Featured image of post Feeding an NVIDIA GPU to k3s on Proxmox

Feeding an NVIDIA GPU to k3s on Proxmox

Up until now, all my transcoding jobs were done on the CPUs of the SFF Optiplices (index -> indices, Optiplex -> Optiplices) in my cluster. They get the job done, but the performance is not great to say the least. Sometimes they just straight up run into OOM.

To put an end to this, I built a new machine with an NVIDIA GPU to use for hardware-accelerated transcoding.
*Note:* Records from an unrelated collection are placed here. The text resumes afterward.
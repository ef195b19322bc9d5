//! Build, pull and inspect the application image.
//!
//! API Reference: <https://docs.docker.com/engine/api/v1.41/#tag/Image>

use std::{collections::HashMap, path::PathBuf};

use futures_util::{stream::Stream, TryFutureExt, TryStreamExt};
use hyper::Body;
use serde::{Deserialize, Serialize};
use serde_json::Value;

use crate::{
    docker::Docker,
    errors::{Error, Result},
    tarball::{self, ContextFile},
    transport::{encode_query, tar, with_query},
};

/// An image addressed by name, `repo:tag` or id
pub struct Image<'docker> {
    docker: &'docker Docker,
    name: String,
}

impl<'docker> Image<'docker> {
    pub fn new<S>(
        docker: &'docker Docker,
        name: S,
    ) -> Self
    where
        S: Into<String>,
    {
        Image {
            docker,
            name: name.into(),
        }
    }

    /// Fails with a 404 fault when the daemon does not have the image
    pub async fn inspect(&self) -> Result<ImageDetails> {
        self.docker
            .get_json(&format!("/images/{}/json", self.name))
            .await
    }
}

/// Entry point for image endpoints
pub struct Images<'docker> {
    docker: &'docker Docker,
}

impl<'docker> Images<'docker> {
    pub fn new(docker: &'docker Docker) -> Self {
        Images { docker }
    }

    /// Builds a new image from the build context directory named in the options.
    ///
    /// The stream yields the daemon's progress messages; a message carrying an
    /// `error` ends it with [`Error::Stream`].
    pub fn build(
        &self,
        opts: &BuildOptions,
    ) -> impl Stream<Item = Result<Value>> + Unpin + 'docker {
        let endpoint = with_query("/build".to_owned(), opts.serialize());

        // Tar the context up front so the stream does not borrow `opts`
        let mut bytes = Vec::default();
        let tar_result = tarball::dir(&mut bytes, &opts.path, &opts.extra_files);

        let docker = self.docker;
        Box::pin(
            async move {
                tar_result?;

                let messages = docker
                    .stream_post_json(endpoint, Some((Body::from(bytes), tar())), None)
                    .and_then(|value| async move { progress_or_error(value) });

                Ok(messages)
            }
            .try_flatten_stream(),
        )
    }

    pub fn get<S>(
        &self,
        name: S,
    ) -> Image<'docker>
    where
        S: Into<String>,
    {
        Image::new(self.docker, name)
    }

    /// Pulls from a registry, streaming progress the same way [`Images::build`] does
    pub fn pull(
        &self,
        opts: &PullOptions,
    ) -> impl Stream<Item = Result<Value>> + Unpin + 'docker {
        let path = with_query("/images/create".to_owned(), opts.serialize());
        let headers = opts
            .auth_header()
            .map(|auth| vec![("X-Registry-Auth", auth)]);

        Box::pin(
            self.docker
                .stream_post_json(path, None, headers)
                .and_then(|value| async move { progress_or_error(value) }),
        )
    }
}

/// Turns an `{"error": ...}` progress message into an error
fn progress_or_error(value: Value) -> Result<Value> {
    match value.get("error").and_then(Value::as_str) {
        Some(message) => Err(Error::Stream(message.trim_end().to_owned())),
        None => Ok(value),
    }
}

/// Human readable line of a build or pull progress message, if it has one
pub fn progress_line(value: &Value) -> Option<String> {
    if let Some(stream) = value.get("stream").and_then(Value::as_str) {
        let line = stream.trim_end();
        return if line.is_empty() {
            None
        } else {
            Some(line.to_owned())
        };
    }
    let status = value.get("status").and_then(Value::as_str)?;
    match value.get("progress").and_then(Value::as_str) {
        Some(progress) => Some(format!("{} {}", status, progress)),
        None => Some(status.to_owned()),
    }
}

#[derive(Clone, Serialize, Debug)]
#[serde(untagged)]
pub enum RegistryAuth {
    Password {
        username: String,
        password: String,

        #[serde(rename = "serveraddress")]
        #[serde(skip_serializing_if = "Option::is_none")]
        server_address: Option<String>,
    },
    Token {
        #[serde(rename = "identitytoken")]
        identity_token: String,
    },
}

impl RegistryAuth {
    /// Value of the `X-Registry-Auth` header: the JSON form, url-safe base64 encoded
    pub fn serialize(&self) -> Result<String> {
        let json = serde_json::to_string(self)?;
        Ok(base64::encode_config(&json, base64::URL_SAFE))
    }
}

#[derive(Default, Debug)]
pub struct PullOptions {
    auth: Option<RegistryAuth>,
    params: HashMap<&'static str, String>,
}

impl PullOptions {
    pub fn builder() -> PullOptionsBuilder {
        PullOptionsBuilder::default()
    }

    pub fn serialize(&self) -> Option<String> {
        encode_query(&self.params)
    }

    pub(crate) fn auth_header(&self) -> Option<String> {
        self.auth.as_ref().and_then(|a| a.serialize().ok())
    }
}

#[derive(Default)]
pub struct PullOptionsBuilder {
    auth: Option<RegistryAuth>,
    params: HashMap<&'static str, String>,
}

impl PullOptionsBuilder {
    /// Repository to pull from, optionally with a `:tag` or `@digest`
    pub fn image<I>(
        &mut self,
        image: I,
    ) -> &mut Self
    where
        I: Into<String>,
    {
        self.params.insert("fromImage", image.into());
        self
    }

    pub fn auth(
        &mut self,
        auth: RegistryAuth,
    ) -> &mut Self {
        self.auth = Some(auth);
        self
    }

    pub fn build(&mut self) -> PullOptions {
        PullOptions {
            auth: self.auth.take(),
            params: self.params.clone(),
        }
    }
}

#[derive(Default, Debug)]
pub struct BuildOptions {
    pub path: PathBuf,
    extra_files: Vec<ContextFile>,
    params: HashMap<&'static str, String>,
}

impl BuildOptions {
    /// `path` is the build context directory
    pub fn builder<P>(path: P) -> BuildOptionsBuilder
    where
        P: Into<PathBuf>,
    {
        BuildOptionsBuilder::new(path)
    }

    pub fn serialize(&self) -> Option<String> {
        encode_query(&self.params)
    }
}

#[derive(Default)]
pub struct BuildOptionsBuilder {
    path: PathBuf,
    extra_files: Vec<ContextFile>,
    params: HashMap<&'static str, String>,
}

impl BuildOptionsBuilder {
    pub(crate) fn new<P>(path: P) -> Self
    where
        P: Into<PathBuf>,
    {
        BuildOptionsBuilder {
            path: path.into(),
            ..Default::default()
        }
    }

    /// Dockerfile location relative to the context, `Dockerfile` when unset
    pub fn dockerfile<P>(
        &mut self,
        path: P,
    ) -> &mut Self
    where
        P: Into<String>,
    {
        self.params.insert("dockerfile", path.into());
        self
    }

    pub fn tag<T>(
        &mut self,
        name: T,
    ) -> &mut Self
    where
        T: Into<String>,
    {
        self.params.insert("t", name.into());
        self
    }

    pub fn nocache(
        &mut self,
        nocache: bool,
    ) -> &mut Self {
        self.params.insert("nocache", nocache.to_string());
        self
    }

    /// Refresh base images even when a local copy exists
    pub fn pull(
        &mut self,
        pull: bool,
    ) -> &mut Self {
        self.params.insert("pull", pull.to_string());
        self
    }

    pub fn rm(
        &mut self,
        rm: bool,
    ) -> &mut Self {
        self.params.insert("rm", rm.to_string());
        self
    }

    /// `ARG` values for the build, sent as a JSON object
    pub fn buildargs(
        &mut self,
        args: &HashMap<String, String>,
    ) -> &mut Self {
        if !args.is_empty() {
            if let Ok(encoded) = serde_json::to_string(args) {
                self.params.insert("buildargs", encoded);
            }
        }
        self
    }

    /// Adds a generated file to the context. It shadows a file at the same path
    /// on disk and replaces an earlier extra file with that path.
    pub fn extra_file(
        &mut self,
        file: ContextFile,
    ) -> &mut Self {
        self.extra_files.retain(|f| f.path != file.path);
        self.extra_files.push(file);
        self
    }

    pub fn build(&self) -> BuildOptions {
        BuildOptions {
            path: self.path.clone(),
            extra_files: self.extra_files.clone(),
            params: self.params.clone(),
        }
    }
}

#[derive(Clone, Debug, Serialize, Deserialize)]
#[serde(rename_all = "PascalCase")]
pub struct ImageDetails {
    pub id: String,
    #[serde(default)]
    pub repo_tags: Option<Vec<String>>,
    pub created: String,
    #[serde(default)]
    pub size: u64,
}
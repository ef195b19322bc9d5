//! Settings for building and running the container, loaded from `narratoctl.toml`.
//!
//! Every field has a default, so a missing file or a partial one is fine.

use serde::{Deserialize, Serialize};
use std::{
    collections::BTreeMap,
    env, fs,
    path::{Path, PathBuf},
    time::Duration,
};

use crate::errors::{Error, Result};

/// Port streamlit listens on inside the container
pub const CONTAINER_PORT: u16 = 8501;

/// Host port the web UI is published on unless configured otherwise
pub const DEFAULT_HOST_PORT: u16 = 11170;

/// Default config file name, looked up in the working directory
pub const CONFIG_FILE: &str = "narratoctl.toml";

/// Environment variable naming an alternative config file
pub const CONFIG_ENV: &str = "NARRATOCTL_CONFIG";

#[derive(Debug, Clone, Default, Serialize, Deserialize)]
#[serde(default)]
pub struct Settings {
    pub container: ContainerSettings,
    pub paths: PathSettings,
    pub build: BuildSettings,
    pub health: HealthSettings,
    pub docker: DockerSettings,
    pub registry: Option<RegistrySettings>,
}

#[derive(Debug, Clone, Serialize, Deserialize)]
#[serde(default)]
pub struct ContainerSettings {
    pub name: String,
    pub image: String,
    pub host_port: u16,
    pub timezone: String,
    pub restart_policy: String,
    pub stop_timeout_secs: u64,
    /// Extra environment passed to the container on top of the fixed ones
    pub env: BTreeMap<String, String>,
}

impl Default for ContainerSettings {
    fn default() -> Self {
        Self {
            name: "narratoai".to_string(),
            image: "narratoai:latest".to_string(),
            host_port: DEFAULT_HOST_PORT,
            timezone: "Asia/Shanghai".to_string(),
            restart_policy: "unless-stopped".to_string(),
            stop_timeout_secs: 10,
            env: BTreeMap::new(),
        }
    }
}

impl ContainerSettings {
    pub fn stop_timeout(&self) -> Duration {
        Duration::from_secs(self.stop_timeout_secs)
    }

    /// `KEY=VALUE` pairs for the container, fixed ones first
    pub fn environment(&self) -> Vec<String> {
        let mut env = vec![
            "PYTHONUNBUFFERED=1".to_string(),
            format!("TZ={}", self.timezone),
        ];
        env.extend(
            self.env
                .iter()
                .filter(|(k, _)| k.as_str() != "PYTHONUNBUFFERED" && k.as_str() != "TZ")
                .map(|(k, v)| format!("{}={}", k, v)),
        );
        env
    }
}

#[derive(Debug, Clone, Serialize, Deserialize)]
#[serde(default)]
pub struct PathSettings {
    /// Project checkout holding `storage/`, `config.toml` and `resource/`
    pub root: PathBuf,
    /// Working directory of the application inside the image
    pub app_dir: String,
}

impl Default for PathSettings {
    fn default() -> Self {
        Self {
            root: PathBuf::from("."),
            app_dir: "/NarratoAI".to_string(),
        }
    }
}

#[derive(Debug, Clone, Serialize, Deserialize)]
#[serde(default)]
pub struct BuildSettings {
    /// Build context, defaults to `paths.root`
    pub context: Option<PathBuf>,
    /// Use this Dockerfile from the context instead of rendering one
    pub dockerfile: Option<String>,
    pub python_image: String,
    pub build_packages: Vec<String>,
    pub runtime_packages: Vec<String>,
    pub requirements: String,
    pub pip_index_url: Option<String>,
    pub app_entry: String,
    /// Always attempt to pull a newer base image
    pub pull: bool,
}

impl Default for BuildSettings {
    fn default() -> Self {
        Self {
            context: None,
            dockerfile: None,
            python_image: "python:3.12-slim-bookworm".to_string(),
            build_packages: ["build-essential", "git", "git-lfs", "pkg-config"]
                .iter()
                .map(|s| s.to_string())
                .collect(),
            runtime_packages: [
                "imagemagick",
                "ffmpeg",
                "wget",
                "curl",
                "git-lfs",
                "ca-certificates",
                "tzdata",
                "dos2unix",
            ]
            .iter()
            .map(|s| s.to_string())
            .collect(),
            requirements: "requirements.txt".to_string(),
            pip_index_url: None,
            app_entry: "webui.py".to_string(),
            pull: false,
        }
    }
}

#[derive(Debug, Clone, Serialize, Deserialize)]
#[serde(default)]
pub struct HealthSettings {
    pub path: String,
    /// Host the published port is probed on
    pub probe_host: String,
    pub interval_secs: u64,
    pub timeout_secs: u64,
    pub start_period_secs: u64,
    pub retries: u32,
}

impl Default for HealthSettings {
    fn default() -> Self {
        Self {
            path: "/_stcore/health".to_string(),
            probe_host: "127.0.0.1".to_string(),
            interval_secs: 30,
            timeout_secs: 10,
            start_period_secs: 60,
            retries: 3,
        }
    }
}

impl HealthSettings {
    pub fn interval(&self) -> Duration {
        Duration::from_secs(self.interval_secs)
    }

    pub fn timeout(&self) -> Duration {
        Duration::from_secs(self.timeout_secs)
    }

    pub fn start_period(&self) -> Duration {
        Duration::from_secs(self.start_period_secs)
    }
}

#[derive(Debug, Clone, Default, Serialize, Deserialize)]
#[serde(default)]
pub struct DockerSettings {
    /// e.g. `unix:///var/run/docker.sock` or `tcp://10.0.0.5:2376`
    pub host: Option<String>,
    /// Directory holding `cert.pem`, `key.pem` and `ca.pem`
    pub cert_path: Option<PathBuf>,
    pub tls_verify: bool,
}

/// Credentials for pulling a prebuilt image. An identity token, when set,
/// is sent instead of the username and password.
#[derive(Debug, Clone, Default, Serialize, Deserialize)]
#[serde(default)]
pub struct RegistrySettings {
    pub username: String,
    pub password: String,
    pub server_address: Option<String>,
    pub identity_token: Option<String>,
}

/// Values given on the command line, which win over the file
#[derive(Debug, Clone, Default)]
pub struct Overrides {
    pub name: Option<String>,
    pub image: Option<String>,
    pub host_port: Option<u16>,
    pub root: Option<PathBuf>,
}

/// First existing file among the `$NARRATOCTL_CONFIG` path and
/// `narratoctl.toml` in `dir`
fn discover(
    env_path: Option<PathBuf>,
    dir: &Path,
) -> Option<PathBuf> {
    env_path
        .into_iter()
        .chain(Some(dir.join(CONFIG_FILE)))
        .find(|path| {
            let found = path.is_file();
            if !found {
                log::debug!("no config at {}", path.display());
            }
            found
        })
}

impl Settings {
    /// Loads settings from `explicit`, `$NARRATOCTL_CONFIG` or `./narratoctl.toml`,
    /// in that order. An explicit path must exist; otherwise a missing file
    /// means defaults.
    pub fn load(explicit: Option<&Path>) -> Result<Settings> {
        let path = match explicit {
            Some(path) => {
                if !path.is_file() {
                    return Err(Error::InvalidArgument(format!(
                        "config file {} does not exist",
                        path.display()
                    )));
                }
                Some(path.to_path_buf())
            }
            None => discover(env::var_os(CONFIG_ENV).map(PathBuf::from), Path::new("")),
        };

        match path {
            Some(path) => {
                log::debug!("loading settings from {}", path.display());
                let content = fs::read_to_string(&path)?;
                let mut settings = Settings::from_toml(&content)?;
                if let Some(dir) = path.parent() {
                    settings.resolve_relative_to(dir);
                }
                Ok(settings)
            }
            None => {
                log::debug!("no {} found, using defaults", CONFIG_FILE);
                Ok(Settings::default())
            }
        }
    }

    pub fn from_toml(content: &str) -> Result<Settings> {
        Ok(toml::from_str(content)?)
    }

    /// Relative paths in a config file are relative to the file itself
    fn resolve_relative_to(
        &mut self,
        dir: &Path,
    ) {
        if dir.as_os_str().is_empty() {
            return;
        }
        if self.paths.root.is_relative() {
            self.paths.root = dir.join(&self.paths.root);
        }
        if let Some(context) = self.build.context.as_mut() {
            if context.is_relative() {
                *context = dir.join(&*context);
            }
        }
    }

    pub fn apply(
        &mut self,
        overrides: &Overrides,
    ) {
        if let Some(ref name) = overrides.name {
            self.container.name = name.clone();
        }
        if let Some(ref image) = overrides.image {
            self.container.image = image.clone();
        }
        if let Some(port) = overrides.host_port {
            self.container.host_port = port;
        }
        if let Some(ref root) = overrides.root {
            self.paths.root = root.clone();
        }
    }

    /// Directory sent to the daemon as build context
    pub fn build_context(&self) -> PathBuf {
        self.build
            .context
            .clone()
            .unwrap_or_else(|| self.paths.root.clone())
    }

    /// URL of the streamlit health endpoint through the published port
    pub fn health_url(&self) -> String {
        format!(
            "http://{}:{}{}",
            self.health.probe_host, self.container.host_port, self.health.path
        )
    }

    /// URL a browser reaches the web UI on
    pub fn web_url(&self) -> String {
        format!(
            "http://{}:{}",
            self.health.probe_host, self.container.host_port
        )
    }
}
The plan was to “just” passthrough the GPU to a k3s worker VM on Proxmox and tweak the transcoding jobs to use the GPU, but that was easier said than done as I later found out…

Environment

Cluster

Hypervisor: Proxmox VE 8.4.1
Kubernetes: v1.32.6+k3s1

Machine to be added

CPU: AMD Ryzen 7 5700X
GPU: NVIDIA GeForce RTX 5060
Motherboard: ASRock B550M PRO4

I found a good deal on the CPU on eBay, so I decided to go with the previous gen AM4 socket. The motherboard was specifically chosen for the mATX form factor and the ability to fit in both the GPU and a 10Gb network card. It was surprisingly hard to find a mATX board that had a chipset PCIe x8-16 slot in addition to the x16 slot for the GPU.

Install Proxmox

As always, I started with plugging in my trusty Proxmox installer USB drive, booted into it, and clicked on “Install Proxmox VE (Graphical)”…

Only to be greeted with a blank screen. That’s always exciting.
Blank screen

I tried “Terminal UI” and “Serial Console”, but nothing seemed to work.

After some serious prompt engineering, I finally understood what was happening. The installer was trying to use the NVIDIA GPU for the display, but it requires drivers to do so, which obviously I didn’t have yet.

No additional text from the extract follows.